Take every line from the data that has the word "enum" in it.

Data for this task below:

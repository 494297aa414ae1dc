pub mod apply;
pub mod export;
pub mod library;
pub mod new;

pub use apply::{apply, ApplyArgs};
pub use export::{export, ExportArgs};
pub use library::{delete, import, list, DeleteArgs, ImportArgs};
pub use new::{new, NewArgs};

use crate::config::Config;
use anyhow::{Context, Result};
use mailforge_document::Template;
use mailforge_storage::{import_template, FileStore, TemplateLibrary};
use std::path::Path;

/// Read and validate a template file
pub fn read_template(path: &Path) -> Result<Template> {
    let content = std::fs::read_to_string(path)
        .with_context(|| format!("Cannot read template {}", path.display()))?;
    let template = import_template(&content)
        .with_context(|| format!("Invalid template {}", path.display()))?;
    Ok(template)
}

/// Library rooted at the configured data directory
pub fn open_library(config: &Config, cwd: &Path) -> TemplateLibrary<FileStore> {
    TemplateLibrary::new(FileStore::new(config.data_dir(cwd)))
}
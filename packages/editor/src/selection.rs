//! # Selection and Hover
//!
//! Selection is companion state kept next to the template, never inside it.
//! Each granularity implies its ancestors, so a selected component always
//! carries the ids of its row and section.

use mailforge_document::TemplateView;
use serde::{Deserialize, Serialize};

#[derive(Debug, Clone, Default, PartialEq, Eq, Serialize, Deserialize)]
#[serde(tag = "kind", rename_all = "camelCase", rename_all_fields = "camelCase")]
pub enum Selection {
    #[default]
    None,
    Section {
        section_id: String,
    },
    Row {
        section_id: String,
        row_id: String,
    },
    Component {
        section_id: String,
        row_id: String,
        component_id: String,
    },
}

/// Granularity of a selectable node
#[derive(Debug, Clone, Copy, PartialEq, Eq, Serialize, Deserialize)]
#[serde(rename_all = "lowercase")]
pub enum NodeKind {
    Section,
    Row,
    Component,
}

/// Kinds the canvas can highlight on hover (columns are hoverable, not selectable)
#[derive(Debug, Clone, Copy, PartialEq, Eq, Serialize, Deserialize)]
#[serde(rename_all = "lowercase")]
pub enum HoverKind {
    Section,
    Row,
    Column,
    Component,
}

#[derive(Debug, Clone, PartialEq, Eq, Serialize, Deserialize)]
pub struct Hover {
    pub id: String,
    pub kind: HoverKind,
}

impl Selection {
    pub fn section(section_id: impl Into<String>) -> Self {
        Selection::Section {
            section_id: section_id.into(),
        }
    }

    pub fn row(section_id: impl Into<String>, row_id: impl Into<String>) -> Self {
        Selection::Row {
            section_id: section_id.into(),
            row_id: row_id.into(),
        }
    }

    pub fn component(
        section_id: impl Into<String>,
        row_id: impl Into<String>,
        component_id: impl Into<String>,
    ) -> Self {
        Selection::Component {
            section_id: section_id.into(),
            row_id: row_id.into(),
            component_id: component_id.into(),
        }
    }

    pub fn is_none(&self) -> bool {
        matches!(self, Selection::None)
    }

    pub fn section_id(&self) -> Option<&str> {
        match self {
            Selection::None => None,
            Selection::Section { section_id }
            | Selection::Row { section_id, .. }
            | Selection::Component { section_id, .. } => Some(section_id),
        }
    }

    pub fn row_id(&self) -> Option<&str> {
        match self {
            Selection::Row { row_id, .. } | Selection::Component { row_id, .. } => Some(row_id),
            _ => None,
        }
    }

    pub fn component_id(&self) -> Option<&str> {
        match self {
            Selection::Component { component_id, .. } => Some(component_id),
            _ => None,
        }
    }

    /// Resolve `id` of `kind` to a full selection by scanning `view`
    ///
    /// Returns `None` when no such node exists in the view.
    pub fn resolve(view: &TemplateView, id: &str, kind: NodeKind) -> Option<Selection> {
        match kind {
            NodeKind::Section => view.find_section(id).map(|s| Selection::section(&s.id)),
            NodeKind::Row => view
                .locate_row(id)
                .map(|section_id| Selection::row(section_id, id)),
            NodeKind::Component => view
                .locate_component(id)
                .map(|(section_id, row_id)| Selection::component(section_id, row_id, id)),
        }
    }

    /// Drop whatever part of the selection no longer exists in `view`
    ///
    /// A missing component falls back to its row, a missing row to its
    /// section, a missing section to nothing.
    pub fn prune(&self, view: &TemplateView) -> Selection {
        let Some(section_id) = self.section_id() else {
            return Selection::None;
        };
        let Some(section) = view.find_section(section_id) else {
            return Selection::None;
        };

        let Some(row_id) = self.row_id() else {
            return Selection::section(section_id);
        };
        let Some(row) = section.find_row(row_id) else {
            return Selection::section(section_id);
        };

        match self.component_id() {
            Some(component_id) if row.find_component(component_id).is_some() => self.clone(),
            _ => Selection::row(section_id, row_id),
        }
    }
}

End of Data for this task.

▶ _Answer below_
pub enum Selection {
pub enum NodeKind {
pub enum HoverKind {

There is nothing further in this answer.